_Information shown:_
Content starts
impl Mat4 {
    /// Identity matrix
    pub const IDENTITY: Self = Self([
        1.0, 0.0, 0.0, 0.0,
        0.0, 1.0, 0.0, 0.0,
        0.0, 0.0, 1.0, 0.0,
        0.0, 0.0, 0.0, 1.0,
    ]);

    /// All components zero (singular)
    pub const ZERO: Self = Self([0.0; 16]);

    /// Identity matrix
    #[inline]
    pub const fn identity() -> Self {
        Self::IDENTITY
    }

    /// Build a matrix from 16 components in storage order
    #[inline]
    pub const fn from_components(m: [f32; 16]) -> Self {
        Self(m)
    }

    /// Components in storage order
    #[inline]
    pub const fn as_array(&self) -> &[f32; 16] {
        &self.0
    }

    /// Explicit duplicate, for call sites that mutate a copy
    #[inline]
    pub fn copy(&self) -> Self {
        *self
    }

    /// Overwrite with the components of another matrix
    pub fn set(&mut self, other: &Self) -> &mut Self {
        self.0 = other.0;
        self
    }

    /// Overwrite with 16 components in storage order
    pub fn set_components(&mut self, m: [f32; 16]) -> &mut Self {
        self.0 = m;
        self
    }

    /// Reset to identity
    pub fn set_identity(&mut self) -> &mut Self {
        self.0 = Self::IDENTITY.0;
        self
    }

    /// Compose `other` onto this matrix: `self = other * self`
    ///
    /// Transforming a vector by the result applies `other` first and then
    /// the transform previously held in `self`.
    pub fn multiply(&mut self, other: &Self) -> &mut Self {
        self.multiply_components(&other.0)
    }

    /// Same as [`Mat4::multiply`] with the 16 components of `other` given
    /// directly, so callers need not build a temporary matrix.
    pub fn multiply_components(&mut self, b: &[f32; 16]) -> &mut Self {
        let a = self.0;
        for row in 0..4 {
            let r = row * 4;
            for col in 0..4 {
                self.0[r + col] = b[r] * a[col]
                    + b[r + 1] * a[4 + col]
                    + b[r + 2] * a[8 + col]
                    + b[r + 3] * a[12 + col];
            }
        }
        self
    }

    /// Determinant by cofactor expansion
    pub fn determinant(&self) -> f32 {
        let m = &self.0;
        let adj = adjugate(m);
        m[0] * adj[0] + m[1] * adj[4] + m[2] * adj[8] + m[3] * adj[12]
    }

    /// Invert in place
    ///
    /// Returns [`TransformError::Singular`] and leaves the matrix untouched
    /// when the determinant is exactly zero.
    pub fn invert(&mut self) -> Result<&mut Self, TransformError> {
        let m = &self.0;
        let adj = adjugate(m);
        let det = m[0] * adj[0] + m[1] * adj[4] + m[2] * adj[8] + m[3] * adj[12];

        if det == 0.0 {
            log::debug!("invert: singular matrix {:?}", self.0);
            return Err(TransformError::Singular);
        }

        let inv_det = 1.0 / det;
        for (dst, cofactor) in self.0.iter_mut().zip(adj) {
            *dst = cofactor * inv_det;
        }
        Ok(self)
    }

    /// Transpose in place (diagonal untouched)
    pub fn transpose(&mut self) -> &mut Self {
        let m = &mut self.0;
        m.swap(1, 4);
        m.swap(2, 8);
        m.swap(3, 12);
        m.swap(6, 9);
        m.swap(7, 13);
        m.swap(11, 14);
        self
    }

    /// Check that every component is finite
    pub fn check_finite(&self) -> Result<&Self, TransformError> {
        if self.0.iter().all(|c| c.is_finite()) {
            Ok(self)
        } else {
            Err(TransformError::UnrecoverableNumeric)
        }
    }

    // ==================== Scale ====================

    /// Write the scale diagonal, leaving every other component as is
    pub fn set_scale(&mut self, s: Vec3) -> &mut Self {
        self.0[0] = s.x;
        self.0[5] = s.y;
        self.0[10] = s.z;
        self
    }

    /// Compose a scale onto this matrix
    pub fn scale(&mut self, s: Vec3) -> &mut Self {
        self.multiply_components(&[
            s.x, 0.0, 0.0, 0.0,
            0.0, s.y, 0.0, 0.0,
            0.0, 0.0, s.z, 0.0,
            0.0, 0.0, 0.0, 1.0,
        ])
    }

    /// Scale matrix
    pub fn from_scale(s: Vec3) -> Self {
        let mut m = Self::IDENTITY;
        m.set_scale(s);
        m
    }

    // ==================== Translation ====================

    /// Write the translation row, leaving every other component as is
    pub fn set_translation(&mut self, t: Vec3) -> &mut Self {
        self.0[12] = t.x;
        self.0[13] = t.y;
        self.0[14] = t.z;
        self
    }

    /// Compose a translation onto this matrix
    pub fn translate(&mut self, t: Vec3) -> &mut Self {
        self.multiply_components(&[
            1.0, 0.0, 0.0, 0.0,
            0.0, 1.0, 0.0, 0.0,
            0.0, 0.0, 1.0, 0.0,
            t.x, t.y, t.z, 1.0,
        ])
    }

    /// Translation matrix
    pub fn from_translation(t: Vec3) -> Self {
        let mut m = Self::IDENTITY;
        m.set_translation(t);
        m
    }

    /// Translation part
    #[inline]
    pub fn translation(&self) -> Vec3 {
        Vec3::new(self.0[12], self.0[13], self.0[14])
    }

    // ==================== Rotation ====================

    /// Write a counter-clockwise rotation of `angle` radians about `axis`
    /// into the upper 3x3 block (column 3 of the first three rows is zeroed,
    /// the translation row is kept).
    ///
    /// The axis is normalized first. Axes shorter than [`MIN_AXIS_LENGTH`]
    /// give [`TransformError::DegenerateAxis`] and the matrix is not touched.
    ///
    /// # Example
    /// ```
    /// use xform_math::{Mat4, Vec3};
    ///
    /// let mut m = Mat4::IDENTITY;
    /// assert!(m.set_rotation(1.0, Vec3::ZERO).is_err());
    /// assert_eq!(m, Mat4::IDENTITY);
    /// ```
    pub fn set_rotation(&mut self, angle: f32, axis: Vec3) -> Result<&mut Self, TransformError> {
        let block = axis_angle_block(angle, axis)?;
        Ok(self.write_rotation_block(&block))
    }

    /// Compose an axis-angle rotation onto this matrix
    ///
    /// Same axis rules as [`Mat4::set_rotation`].
    pub fn rotate(&mut self, angle: f32, axis: Vec3) -> Result<&mut Self, TransformError> {
        let block = axis_angle_block(angle, axis)?;
        Ok(self.multiply_components(&expand_block(&block)))
    }

    /// Axis-angle rotation matrix
    pub fn from_rotation(angle: f32, axis: Vec3) -> Result<Self, TransformError> {
        let mut m = Self::IDENTITY;
        m.set_rotation(angle, axis)?;
        Ok(m)
    }

    /// Write the rotation for per-axis angles (radians): X first, then Y,
    /// then Z.
    pub fn set_rotation_xyz(&mut self, angles: Vec3) -> &mut Self {
        let block = euler_xyz_block(angles);
        self.0[0] = block[0];
        self.0[1] = block[1];
        self.0[2] = block[2];
        self.0[4] = block[3];
        self.0[5] = block[4];
        self.0[6] = block[5];
        self.0[8] = block[6];
        self.0[9] = block[7];
        self.0[10] = block[8];
        self
    }

    /// Compose a per-axis rotation onto this matrix
    pub fn rotate_xyz(&mut self, angles: Vec3) -> &mut Self {
        self.multiply_components(&expand_block(&euler_xyz_block(angles)))
    }

    /// Per-axis rotation matrix
    pub fn from_rotation_xyz(angles: Vec3) -> Self {
        let mut m = Self::IDENTITY;
        m.set_rotation_xyz(angles);
        m
    }

    /// Write basis vectors `u`, `v`, `w` as the first three rows of the
    /// rotation block. Nothing is orthogonalized.
    pub fn set_rotation_from_onb(&mut self, u: Vec3, v: Vec3, w: Vec3) -> &mut Self {
        self.0[0] = u.x;
        self.0[1] = u.y;
        self.0[2] = u.z;

        self.0[4] = v.x;
        self.0[5] = v.y;
        self.0[6] = v.z;

        self.0[8] = w.x;
        self.0[9] = w.y;
        self.0[10] = w.z;
        self
    }

    /// Rotation matrix from basis vectors
    pub fn from_onb(u: Vec3, v: Vec3, w: Vec3) -> Self {
        let mut m = Self::IDENTITY;
        m.set_rotation_from_onb(u, v, w);
        m
    }

    /// Overwrite with the pure rotation described by `q`
    ///
    /// Translation is cleared and `m[15]` set to 1. `q` is assumed to be
    /// unit length.
    pub fn set_rotation_from_quat(&mut self, q: &Quat) -> &mut Self {
        let x2 = q.x + q.x;
        let y2 = q.y + q.y;
        let z2 = q.z + q.z;

        let xx = q.x * x2;
        let xy = q.x * y2;
        let xz = q.x * z2;

        let yy = q.y * y2;
        let yz = q.y * z2;
        let zz = q.z * z2;

        let wx = q.w * x2;
        let wy = q.w * y2;
        let wz = q.w * z2;

        self.0 = [
            1.0 - (yy + zz), xy + wz, xz - wy, 0.0,
            xy - wz, 1.0 - (xx + zz), yz + wx, 0.0,
            xz + wy, yz - wx, 1.0 - (xx + yy), 0.0,
            0.0, 0.0, 0.0, 1.0,
        ];
        self
    }

    /// Rotation matrix from a unit quaternion
    pub fn from_quat(q: &Quat) -> Self {
        let mut m = Self::IDENTITY;
        m.set_rotation_from_quat(q);
        m
    }

    /// Overwrite with a 3x3 rotation (9 components, same row layout)
    ///
    /// Translation is cleared and `m[15]` set to 1.
    pub fn set_rotation_from_mat3(&mut self, b: &[f32; 9]) -> &mut Self {
        self.0 = [
            b[0], b[1], b[2], 0.0,
            b[3], b[4], b[5], 0.0,
            b[6], b[7], b[8], 0.0,
            0.0, 0.0, 0.0, 1.0,
        ];
        self
    }

    /// Rotation matrix from a 3x3 block
    pub fn from_mat3(b: &[f32; 9]) -> Self {
        let mut m = Self::IDENTITY;
        m.set_rotation_from_mat3(b);
        m
    }

    /// Upper 3x3 block in row order
    pub fn rotation_block(&self) -> [f32; 9] {
        let m = &self.0;
        [m[0], m[1], m[2], m[4], m[5], m[6], m[8], m[9], m[10]]
    }

    // ==================== Camera / projection ====================

    /// Off-axis perspective projection (OpenGL clip conventions)
    pub fn set_frustum(
        &mut self,
        left: f32,
        right: f32,
        bottom: f32,
        top: f32,
        near: f32,
        far: f32,
    ) -> &mut Self {
        let rl = 1.0 / (right - left);
        let tb = 1.0 / (top - bottom);
        let nf = 1.0 / (near - far);
        let near2 = near * 2.0;

        self.0 = [
            near2 * rl, 0.0, 0.0, 0.0,
            0.0, near2 * tb, 0.0, 0.0,
            (right + left) * rl, (top + bottom) * tb, (far + near) * nf, -1.0,
            0.0, 0.0, (far * near2) * nf, 0.0,
        ];
        self
    }

    /// Off-axis perspective projection matrix
    pub fn frustum(left: f32, right: f32, bottom: f32, top: f32, near: f32, far: f32) -> Self {
        let mut m = Self::IDENTITY;
        m.set_frustum(left, right, bottom, top, near, far);
        m
    }

    /// Symmetric perspective projection
    ///
    /// `fov_degrees` is the vertical field of view. The depth range maps to
    /// `[-1, 1]` and `w' = -z`.
    pub fn set_perspective(&mut self, fov_degrees: f32, aspect: f32, near: f32, far: f32) -> &mut Self {
        let f = 1.0 / (fov_degrees.to_radians() * 0.5).tan();
        let nf = 1.0 / (near - far);

        self.0 = [
            f / aspect, 0.0, 0.0, 0.0,
            0.0, f, 0.0, 0.0,
            0.0, 0.0, (far + near) * nf, -1.0,
            0.0, 0.0, (2.0 * far * near) * nf, 0.0,
        ];
        self
    }

    /// Symmetric perspective projection matrix
    pub fn perspective(fov_degrees: f32, aspect: f32, near: f32, far: f32) -> Self {
        let mut m = Self::IDENTITY;
        m.set_perspective(fov_degrees, aspect, near, far);
        m
    }

    /// Parallel projection mapping the box to `[-1, 1]^3`
    pub fn set_ortho(
        &mut self,
        left: f32,
        right: f32,
        bottom: f32,
        top: f32,
        near: f32,
        far: f32,
    ) -> &mut Self {
        let lr = left - right;
        let bt = bottom - top;
        let nf = near - far;

        self.0 = [
            -2.0 / lr, 0.0, 0.0, 0.0,
            0.0, -2.0 / bt, 0.0, 0.0,
            0.0, 0.0, 2.0 / nf, 0.0,
            (left + right) / lr, (top + bottom) / bt, (far + near) / nf, 1.0,
        ];
        self
    }

    /// Parallel projection matrix
    pub fn ortho(left: f32, right: f32, bottom: f32, top: f32, near: f32, far: f32) -> Self {
        let mut m = Self::IDENTITY;
        m.set_ortho(left, right, bottom, top, near, far);
        m
    }

    /// Right-handed view matrix looking from `eye` towards `target`
    ///
    /// The eye maps to the origin and the view direction to `-Z`. When eye
    /// and target are closer than [`LOOK_AT_EPSILON`] on every axis the
    /// result is the identity.
    pub fn set_look_at(&mut self, eye: Vec3, target: Vec3, up: Vec3) -> &mut Self {
        if (eye.x - target.x).abs() < LOOK_AT_EPSILON
            && (eye.y - target.y).abs() < LOOK_AT_EPSILON
            && (eye.z - target.z).abs() < LOOK_AT_EPSILON
        {
            log::debug!("look_at: eye and target coincide at {:?}, using identity", eye);
            return self.set_identity();
        }

        let z = (eye - target).normalized();
        // Zero when up is parallel to the view direction
        let x = up.cross(z).normalized();
        let y = z.cross(x).normalized();

        self.0 = [
            x.x, y.x, z.x, 0.0,
            x.y, y.y, z.y, 0.0,
            x.z, y.z, z.z, 0.0,
            -x.dot(eye), -y.dot(eye), -z.dot(eye), 1.0,
        ];
        self
    }

    /// View matrix looking from `eye` towards `target`
    pub fn look_at(eye: Vec3, target: Vec3, up: Vec3) -> Self {
        let mut m = Self::IDENTITY;
        m.set_look_at(eye, target, up);
        m
    }

    fn write_rotation_block(&mut self, block: &[f32; 9]) -> &mut Self {
        self.0[0] = block[0];
        self.0[1] = block[1];
        self.0[2] = block[2];
        self.0[3] = 0.0;
        self.0[4] = block[3];
        self.0[5] = block[4];
        self.0[6] = block[5];
        self.0[7] = 0.0;
        self.0[8] = block[6];
        self.0[9] = block[7];
        self.0[10] = block[8];
        self.0[11] = 0.0;
        self
    }
}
Content ends
Among the entries above, copy exactly only the lines starting with the one containing "mutate a copy" and going through the one containing "if det == 0.0", both ends included.

_Answer for the task:_
    /// Explicit duplicate, for call sites that mutate a copy
    #[inline]
    pub fn copy(&self) -> Self {
        *self
    }

    /// Overwrite with the components of another matrix
    pub fn set(&mut self, other: &Self) -> &mut Self {
        self.0 = other.0;
        self
    }

    /// Overwrite with 16 components in storage order
    pub fn set_components(&mut self, m: [f32; 16]) -> &mut Self {
        self.0 = m;
        self
    }

    /// Reset to identity
    pub fn set_identity(&mut self) -> &mut Self {
        self.0 = Self::IDENTITY.0;
        self
    }

    /// Compose `other` onto this matrix: `self = other * self`
    ///
    /// Transforming a vector by the result applies `other` first and then
    /// the transform previously held in `self`.
    pub fn multiply(&mut self, other: &Self) -> &mut Self {
        self.multiply_components(&other.0)
    }

    /// Same as [`Mat4::multiply`] with the 16 components of `other` given
    /// directly, so callers need not build a temporary matrix.
    pub fn multiply_components(&mut self, b: &[f32; 16]) -> &mut Self {
        let a = self.0;
        for row in 0..4 {
            let r = row * 4;
            for col in 0..4 {
                self.0[r + col] = b[r] * a[col]
                    + b[r + 1] * a[4 + col]
                    + b[r + 2] * a[8 + col]
                    + b[r + 3] * a[12 + col];
            }
        }
        self
    }

    /// Determinant by cofactor expansion
    pub fn determinant(&self) -> f32 {
        let m = &self.0;
        let adj = adjugate(m);
        m[0] * adj[0] + m[1] * adj[4] + m[2] * adj[8] + m[3] * adj[12]
    }

    /// Invert in place
    ///
    /// Returns [`TransformError::Singular`] and leaves the matrix untouched
    /// when the determinant is exactly zero.
    pub fn invert(&mut self) -> Result<&mut Self, TransformError> {
        let m = &self.0;
        let adj = adjugate(m);
        let det = m[0] * adj[0] + m[1] * adj[4] + m[2] * adj[8] + m[3] * adj[12];

        if det == 0.0 {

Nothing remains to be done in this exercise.